Interestingly, some executives have softened earlier claims linking layoffs directly to AI. Amazon CEO Andy Jassy later clarified that recent job cuts were “not really financially driven, and it’s not even really AI-driven… It really is culture.” Likewise, Duolingo clarified that it had not laid off full-time employees and that contractor numbers naturally fluctuate based on business needs.

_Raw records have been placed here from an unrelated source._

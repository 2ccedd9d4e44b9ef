//! In-process design tool server for integration tests

use std::time::Duration;

use rmcp::{
    handler::server::{router::tool::ToolRouter, wrapper::Parameters},
    model::{
        CallToolResult, Content, Meta, ProgressNotificationParam, ServerCapabilities,
        ServerInfo,
    },
    tool, tool_handler, tool_router,
    transport::streamable_http_server::{
        session::local::LocalSessionManager, StreamableHttpService,
    },
    ErrorData as McpError, Peer, RoleServer, ServerHandler,
};
use schemars::JsonSchema;
use serde::Deserialize;
use tokio::net::TcpListener;

pub const RENDERED_IMAGE: &str = "http://x/y.png";

/// Messages `progress_design` reports, in order
pub const PROGRESS_MESSAGES: [&str; 3] = ["e1", "e2", "e3"];

#[derive(Debug, Deserialize, JsonSchema)]
pub struct DesignParams {
    #[schemars(description = "What to design")]
    pub prompt: String,
}

#[derive(Debug, Deserialize, JsonSchema)]
pub struct SlowParams {
    #[schemars(description = "How long to work before answering")]
    pub millis: u64,
}

#[derive(Clone)]
pub struct DesignServer {
    tool_router: ToolRouter<Self>,
}

#[tool_router]
impl DesignServer {
    pub fn new() -> Self {
        Self {
            tool_router: Self::tool_router(),
        }
    }

    #[tool(description = "Render a design from a prompt")]
    async fn gen_design(
        &self,
        Parameters(params): Parameters<DesignParams>,
    ) -> Result<CallToolResult, McpError> {
        tracing::debug!("rendering {}", params.prompt);
        Ok(CallToolResult::success(vec![Content::text(format!(
            "{{\"rendered_image\":\"{}\"}}",
            RENDERED_IMAGE
        ))]))
    }

    #[tool(description = "Render nothing, slowly")]
    async fn slow_design(
        &self,
        Parameters(params): Parameters<SlowParams>,
    ) -> Result<CallToolResult, McpError> {
        tokio::time::sleep(Duration::from_millis(params.millis)).await;
        Ok(CallToolResult::success(vec![Content::text("{}")]))
    }

    #[tool(description = "Report three progress steps, then finish")]
    async fn progress_design(
        &self,
        meta: Meta,
        client: Peer<RoleServer>,
    ) -> Result<CallToolResult, McpError> {
        if let Some(token) = meta.get_progress_token() {
            for (step, message) in PROGRESS_MESSAGES.iter().enumerate() {
                client
                    .notify_progress(ProgressNotificationParam {
                        progress_token: token.clone(),
                        progress: (step + 1) as f64,
                        total: Some(PROGRESS_MESSAGES.len() as f64),
                        message: Some(message.to_string()),
                    })
                    .await
                    .map_err(|e| McpError::internal_error(e.to_string(), None))?;
                // Let the client drain the notification before the next one.
                tokio::time::sleep(Duration::from_millis(20)).await;
            }
        }
        Ok(CallToolResult::success(vec![Content::text("done")]))
    }

    #[tool(description = "Always fails")]
    async fn broken_design(&self) -> Result<CallToolResult, McpError> {
        Ok(CallToolResult::error(vec![Content::text("renderer crashed")]))
    }
}

#[tool_handler]
impl ServerHandler for DesignServer {
    fn get_info(&self) -> ServerInfo {
        ServerInfo {
            instructions: Some("Design server for tests".into()),
            capabilities: ServerCapabilities::builder().enable_tools().build(),
            ..Default::default()
        }
    }
}

pub struct TestServer {
    pub port: u16,
    handle: tokio::task::JoinHandle<()>,
}

impl TestServer {
    pub async fn start() -> Self {
        let listener = TcpListener::bind("127.0.0.1:0").await.unwrap();
        let port = listener.local_addr().unwrap().port();

        let service = StreamableHttpService::new(
            || Ok(DesignServer::new()),
            LocalSessionManager::default().into(),
            Default::default(),
        );
        let app = axum::Router::new().nest_service("/mcp", service);

        let handle = tokio::spawn(async move {
            axum::serve(listener, app).await.unwrap();
        });

        tokio::time::sleep(Duration::from_millis(100)).await;

        Self { port, handle }
    }

    pub fn url(&self) -> String {
        format!("http://127.0.0.1:{}/mcp", self.port)
    }
}

impl Drop for TestServer {
    fn drop(&mut self) {
        self.handle.abort();
    }
}

/// A local port with nothing listening on it
pub async fn unused_port() -> u16 {
    let listener = TcpListener::bind("127.0.0.1:0").await.unwrap();
    listener.local_addr().unwrap().port()
}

Firsthand accounts from affected workers further complicate the narrative. One former Amazon principal program manager, who described herself as a heavy user of AI tools, believes her termination was less about automation and more about cost savings. She suspects her responsibilities were reassigned to a more junior, lower-paid employee rather than replaced by technology.

Her conclusion is stark: “I was laid off to save the cost of human labor.”

The debate surrounding AI and employment is unlikely to fade anytime soon. While artificial intelligence will undoubtedly reshape the future of work, experts stress that its impact is gradual rather than instantaneous. For now, layoffs attributed solely to AI may sometimes reflect broader economic adjustments, strategic restructuring, or profit-driven decisions.

Ultimately, understanding the true causes of job cuts requires looking beyond corporate headlines. As AI continues to evolve, distinguishing between genuine technological disruption and convenient corporate narratives will be essential for workers, policymakers, and investors alike.